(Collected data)
-=-=-
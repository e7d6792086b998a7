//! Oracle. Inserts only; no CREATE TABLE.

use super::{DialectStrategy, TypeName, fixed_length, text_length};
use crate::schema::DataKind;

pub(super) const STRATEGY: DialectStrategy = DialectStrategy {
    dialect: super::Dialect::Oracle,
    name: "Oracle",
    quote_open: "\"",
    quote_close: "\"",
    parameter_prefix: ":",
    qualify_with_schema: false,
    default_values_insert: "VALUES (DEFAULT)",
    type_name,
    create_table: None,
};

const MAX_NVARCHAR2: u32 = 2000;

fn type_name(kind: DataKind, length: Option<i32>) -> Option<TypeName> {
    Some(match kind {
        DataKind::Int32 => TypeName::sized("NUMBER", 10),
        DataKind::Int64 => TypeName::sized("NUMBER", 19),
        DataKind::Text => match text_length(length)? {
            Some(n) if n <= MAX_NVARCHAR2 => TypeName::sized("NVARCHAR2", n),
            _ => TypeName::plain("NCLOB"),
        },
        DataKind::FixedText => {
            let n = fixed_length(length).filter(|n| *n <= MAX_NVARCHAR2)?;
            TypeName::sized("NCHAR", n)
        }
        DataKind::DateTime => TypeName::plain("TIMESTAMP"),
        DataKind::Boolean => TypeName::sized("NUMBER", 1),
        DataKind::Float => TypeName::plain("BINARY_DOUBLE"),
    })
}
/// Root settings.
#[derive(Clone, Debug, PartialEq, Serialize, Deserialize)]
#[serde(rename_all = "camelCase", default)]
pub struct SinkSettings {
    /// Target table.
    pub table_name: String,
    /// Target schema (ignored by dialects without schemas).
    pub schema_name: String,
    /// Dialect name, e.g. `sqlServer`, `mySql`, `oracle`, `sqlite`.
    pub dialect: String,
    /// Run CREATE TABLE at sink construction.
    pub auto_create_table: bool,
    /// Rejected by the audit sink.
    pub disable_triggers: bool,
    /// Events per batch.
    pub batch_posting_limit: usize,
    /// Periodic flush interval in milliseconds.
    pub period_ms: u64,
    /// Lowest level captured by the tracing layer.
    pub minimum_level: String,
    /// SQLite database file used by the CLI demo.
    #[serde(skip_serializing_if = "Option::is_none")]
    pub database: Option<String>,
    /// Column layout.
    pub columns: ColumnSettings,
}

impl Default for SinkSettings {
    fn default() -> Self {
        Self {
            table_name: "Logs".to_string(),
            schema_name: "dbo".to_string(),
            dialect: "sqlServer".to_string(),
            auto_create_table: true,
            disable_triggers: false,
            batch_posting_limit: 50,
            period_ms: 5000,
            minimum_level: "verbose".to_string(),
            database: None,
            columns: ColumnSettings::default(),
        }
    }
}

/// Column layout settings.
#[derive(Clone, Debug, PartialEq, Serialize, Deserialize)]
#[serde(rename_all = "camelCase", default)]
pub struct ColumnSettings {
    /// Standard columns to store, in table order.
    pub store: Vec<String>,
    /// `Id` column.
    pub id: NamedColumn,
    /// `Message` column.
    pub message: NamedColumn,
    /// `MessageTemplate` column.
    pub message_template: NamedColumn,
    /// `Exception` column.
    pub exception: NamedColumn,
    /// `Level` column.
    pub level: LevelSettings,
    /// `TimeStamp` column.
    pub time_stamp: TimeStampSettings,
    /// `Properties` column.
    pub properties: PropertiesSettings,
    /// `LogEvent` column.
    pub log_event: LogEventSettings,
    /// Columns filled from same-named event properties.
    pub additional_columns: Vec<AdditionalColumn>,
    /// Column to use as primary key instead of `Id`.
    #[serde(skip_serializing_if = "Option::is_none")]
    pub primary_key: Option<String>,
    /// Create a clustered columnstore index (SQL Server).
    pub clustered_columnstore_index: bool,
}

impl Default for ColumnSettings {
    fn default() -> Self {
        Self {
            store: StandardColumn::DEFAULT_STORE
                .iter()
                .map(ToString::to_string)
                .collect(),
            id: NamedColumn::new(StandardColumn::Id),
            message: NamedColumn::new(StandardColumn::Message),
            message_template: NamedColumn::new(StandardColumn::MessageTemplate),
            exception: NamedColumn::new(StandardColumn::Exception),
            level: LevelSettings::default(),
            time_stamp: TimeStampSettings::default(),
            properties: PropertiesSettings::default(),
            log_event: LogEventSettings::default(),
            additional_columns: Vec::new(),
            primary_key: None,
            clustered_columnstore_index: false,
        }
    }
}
-=-=-
Write the entries above out again. Match them exactly.

Solution to the exercise →
repository e7d6792086b998a7
//! Oracle. Inserts only; no CREATE TABLE.

use super::{DialectStrategy, TypeName, fixed_length, text_length};
use crate::schema::DataKind;

pub(super) const STRATEGY: DialectStrategy = DialectStrategy {
    dialect: super::Dialect::Oracle,
    name: "Oracle",
    quote_open: "\"",
    quote_close: "\"",
    parameter_prefix: ":",
    qualify_with_schema: false,
    default_values_insert: "VALUES (DEFAULT)",
    type_name,
    create_table: None,
};

const MAX_NVARCHAR2: u32 = 2000;

fn type_name(kind: DataKind, length: Option<i32>) -> Option<TypeName> {
    Some(match kind {
        DataKind::Int32 => TypeName::sized("NUMBER", 10),
        DataKind::Int64 => TypeName::sized("NUMBER", 19),
        DataKind::Text => match text_length(length)? {
            Some(n) if n <= MAX_NVARCHAR2 => TypeName::sized("NVARCHAR2", n),
            _ => TypeName::plain("NCLOB"),
        },
        DataKind::FixedText => {
            let n = fixed_length(length).filter(|n| *n <= MAX_NVARCHAR2)?;
            TypeName::sized("NCHAR", n)
        }
        DataKind::DateTime => TypeName::plain("TIMESTAMP"),
        DataKind::Boolean => TypeName::sized("NUMBER", 1),
        DataKind::Float => TypeName::plain("BINARY_DOUBLE"),
    })
}
/// Root settings.
#[derive(Clone, Debug, PartialEq, Serialize, Deserialize)]
#[serde(rename_all = "camelCase", default)]
pub struct SinkSettings {
    /// Target table.
    pub table_name: String,
    /// Target schema (ignored by dialects without schemas).
    pub schema_name: String,
    /// Dialect name, e.g. `sqlServer`, `mySql`, `oracle`, `sqlite`.
    pub dialect: String,
    /// Run CREATE TABLE at sink construction.
    pub auto_create_table: bool,
    /// Rejected by the audit sink.
    pub disable_triggers: bool,
    /// Events per batch.
    pub batch_posting_limit: usize,
    /// Periodic flush interval in milliseconds.
    pub period_ms: u64,
    /// Lowest level captured by the tracing layer.
    pub minimum_level: String,
    /// SQLite database file used by the CLI demo.
    #[serde(skip_serializing_if = "Option::is_none")]
    pub database: Option<String>,
    /// Column layout.
    pub columns: ColumnSettings,
}

impl Default for SinkSettings {
    fn default() -> Self {
        Self {
            table_name: "Logs".to_string(),
            schema_name: "dbo".to_string(),
            dialect: "sqlServer".to_string(),
            auto_create_table: true,
            disable_triggers: false,
            batch_posting_limit: 50,
            period_ms: 5000,
            minimum_level: "verbose".to_string(),
            database: None,
            columns: ColumnSettings::default(),
        }
    }
}

/// Column layout settings.
#[derive(Clone, Debug, PartialEq, Serialize, Deserialize)]
#[serde(rename_all = "camelCase", default)]
pub struct ColumnSettings {
    /// Standard columns to store, in table order.
    pub store: Vec<String>,
    /// `Id` column.
    pub id: NamedColumn,
    /// `Message` column.
    pub message: NamedColumn,
    /// `MessageTemplate` column.
    pub message_template: NamedColumn,
    /// `Exception` column.
    pub exception: NamedColumn,
    /// `Level` column.
    pub level: LevelSettings,
    /// `TimeStamp` column.
    pub time_stamp: TimeStampSettings,
    /// `Properties` column.
    pub properties: PropertiesSettings,
    /// `LogEvent` column.
    pub log_event: LogEventSettings,
    /// Columns filled from same-named event properties.
    pub additional_columns: Vec<AdditionalColumn>,
    /// Column to use as primary key instead of `Id`.
    #[serde(skip_serializing_if = "Option::is_none")]
    pub primary_key: Option<String>,
    /// Create a clustered columnstore index (SQL Server).
    pub clustered_columnstore_index: bool,
}

impl Default for ColumnSettings {
    fn default() -> Self {
        Self {
            store: StandardColumn::DEFAULT_STORE
                .iter()
                .map(ToString::to_string)
                .collect(),
            id: NamedColumn::new(StandardColumn::Id),
            message: NamedColumn::new(StandardColumn::Message),
            message_template: NamedColumn::new(StandardColumn::MessageTemplate),
            exception: NamedColumn::new(StandardColumn::Exception),
            level: LevelSettings::default(),
            time_stamp: TimeStampSettings::default(),
            properties: PropertiesSettings::default(),
            log_event: LogEventSettings::default(),
            additional_columns: Vec::new(),
            primary_key: None,
            clustered_columnstore_index: false,
        }
    }
}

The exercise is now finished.